Siempre voy a recordar el momento del atardecer en la parte más alta de las dunas. Había un gran acantilado por el cual se podía bajar hasta el mar. El sol se escondía bien naranja entre el resto de las demás ondulaciones y la arena había tomado un tono rosado. Nos quedamos ahí un rato admirando la desmesurada amplitud que nos rodeaba y estábamos muy emocionados. Hicimos el camino de regreso cargados de esa energía que se siente cuando el verdadero silencio toca profundo, mientras deseábamos que la oscuridad no llegue por completo, a riesgo de quedar perdidos en la mitad del desierto.

Por la noche, finalmente, pude ver el cielo más estrellado de toda mi vida. Era un cielo diferente. Como no había luz a los 360 grados, se podía ver a las estrellas llegar hasta los médanos. Y cuanto más bajas estaban, más grandes se veían. Por primera vez en mi vida pude apreciar al cielo en su real magnitud, pude verlo tal y como es: una inmensa cúpula que habita sobre nosotros.
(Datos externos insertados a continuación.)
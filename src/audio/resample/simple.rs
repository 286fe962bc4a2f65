//! `resample/simple.rs` — exact converters for integer rate ratios.
//!
//! Upsampling by K repeats every input frame K times; downsampling by K keeps
//! the first frame of every group of K. Neither keeps a fractional position,
//! so output length is exact over any stream length.

use crate::audio::{
    AudioStream,
    sample::{Sample, Volume},
};

use super::frames::{Frame, FrameWriter, InputBuffer};

#[derive(Debug, Clone, Copy, PartialEq, Eq)]
pub enum Direction {
    /// `output_rate = K * input_rate`
    Up,
    /// `input_rate = K * output_rate`
    Down,
}

pub struct SimpleRateConverter {
    direction: Direction,
    factor: u32,
    input: InputBuffer,
    writer: FrameWriter,
    /// Frame being repeated (upsampling).
    current: Frame,
    /// Repeats of `current` still owed (upsampling).
    repeats_left: u32,
    /// Input frames to discard before the next kept one (downsampling).
    skip: u32,
}

impl SimpleRateConverter {
    pub fn new(direction: Direction, factor: u32, stereo: bool, writer: FrameWriter) -> Self {
        Self {
            direction,
            factor: factor.max(1),
            input: InputBuffer::new(stereo),
            writer,
            current: [0, 0],
            repeats_left: 0,
            skip: 0,
        }
    }

    pub fn direction(&self) -> Direction {
        self.direction
    }

    pub fn flow<S: AudioStream + ?Sized>(
        &mut self,
        src: &mut S,
        out: &mut [Sample],
        frames: usize,
        vol_l: Volume,
        vol_r: Volume,
    ) -> usize {
        self.run(out, frames, vol_l, vol_r, |input| input.next_frame(src))
    }

    pub fn drain(&mut self, out: &mut [Sample], frames: usize, vol: Volume) -> usize {
        self.run(out, frames, vol, vol, InputBuffer::pop_buffered)
    }

    fn run(
        &mut self,
        out: &mut [Sample],
        frames: usize,
        vol_l: Volume,
        vol_r: Volume,
        mut pull: impl FnMut(&mut InputBuffer) -> Option<Frame>,
    ) -> usize {
        let frames = FrameWriter::capacity(out, frames);
        for i in 0..frames {
            let frame = match self.direction {
                Direction::Up => {
                    if self.repeats_left == 0 {
                        let Some(next) = pull(&mut self.input) else {
                            return i;
                        };
                        self.current = next;
                        self.repeats_left = self.factor;
                    }
                    self.repeats_left -= 1;
                    self.current
                }
                Direction::Down => {
                    while self.skip > 0 {
                        if pull(&mut self.input).is_none() {
                            return i;
                        }
                        self.skip -= 1;
                    }
                    let Some(next) = pull(&mut self.input) else {
                        return i;
                    };
                    self.skip = self.factor - 1;
                    next
                }
            };
            self.writer.write_frame(out, i, frame, vol_l, vol_r);
        }
        frames
    }
}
Viajar siempre es un regalo para el alma. Renueva, inspira, fortalece, educa, alegra... pero este viaje fue mucho más que eso. Sentí que ese lugar no pertenecía a este mundo, que era parte de algo más, que alguien nos había llevado hasta allí por regalo divino, para que pudiéramos sentir lo sublime, antes de regresar a la finitud de las ciudades, la tediosa vida de los aeropuertos y a la velocidad de los aviones y olvidar que, el paraíso en la tierra, realmente existe. Y por eso, fue fugaz y maravilloso… y, una vez más, pude agradecer a mi trabajo la posibilidad de poder hacer tantos viajes.